REQUIREMENT
All lines from the opening of the entries below through the line containing "value and the" must be output exactly as they appear, with no other lines.

BEGIN SUPPLIED RECORDS

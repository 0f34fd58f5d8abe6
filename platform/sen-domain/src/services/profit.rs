use crate::value_objects::profit_data::ProfitData;
use chrono::{DateTime, Datelike, Utc};

#[derive(Debug, Clone, Copy, PartialEq, Default)]
pub struct ProfitSummary {
    pub total: f64,
    pub today: f64,
    pub best_period: f64,
    pub worst_period: f64,
}

/// Totals as shown on the dashboard header: the last cumulative value and the
/// last period delta. An empty history summarizes to zeros.
pub fn summarize(history: &[ProfitData]) -> ProfitSummary {
    let Some(last) = history.last() else {
        return ProfitSummary::default();
    };
    let best_period = history
        .iter()
        .map(|p| p.profit)
        .fold(f64::NEG_INFINITY, f64::max);
    let worst_period = history
        .iter()
        .map(|p| p.profit)
        .fold(f64::INFINITY, f64::min);
    ProfitSummary {
        total: last.cumulative_profit,
        today: last.profit,
        best_period,
        worst_period,
    }
}

/// Builds a history from period deltas, filling the running sum.
pub fn accumulate(points: impl IntoIterator<Item = (DateTime<Utc>, f64)>) -> Vec<ProfitData> {
    let mut cumulative = 0.0;
    points
        .into_iter()
        .map(|(timestamp, profit)| {
            cumulative += profit;
            ProfitData {
                timestamp,
                profit,
                cumulative_profit: cumulative,
            }
        })
        .collect()
}

pub fn weekday_label(timestamp: &DateTime<Utc>) -> &'static str {
    match timestamp.weekday() {
        chrono::Weekday::Mon => "Mon",
        chrono::Weekday::Tue => "Tue",
        chrono::Weekday::Wed => "Wed",
        chrono::Weekday::Thu => "Thu",
        chrono::Weekday::Fri => "Fri",
        chrono::Weekday::Sat => "Sat",
        chrono::Weekday::Sun => "Sun",
    }
}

END SUPPLIED RECORDS

RESPONSE BOX
repository 0f34fd58f5d8abe6
filename platform/sen-domain/src/services/profit.rs
use crate::value_objects::profit_data::ProfitData;
use chrono::{DateTime, Datelike, Utc};

#[derive(Debug, Clone, Copy, PartialEq, Default)]
pub struct ProfitSummary {
    pub total: f64,
    pub today: f64,
    pub best_period: f64,
    pub worst_period: f64,
}

/// Totals as shown on the dashboard header: the last cumulative value and the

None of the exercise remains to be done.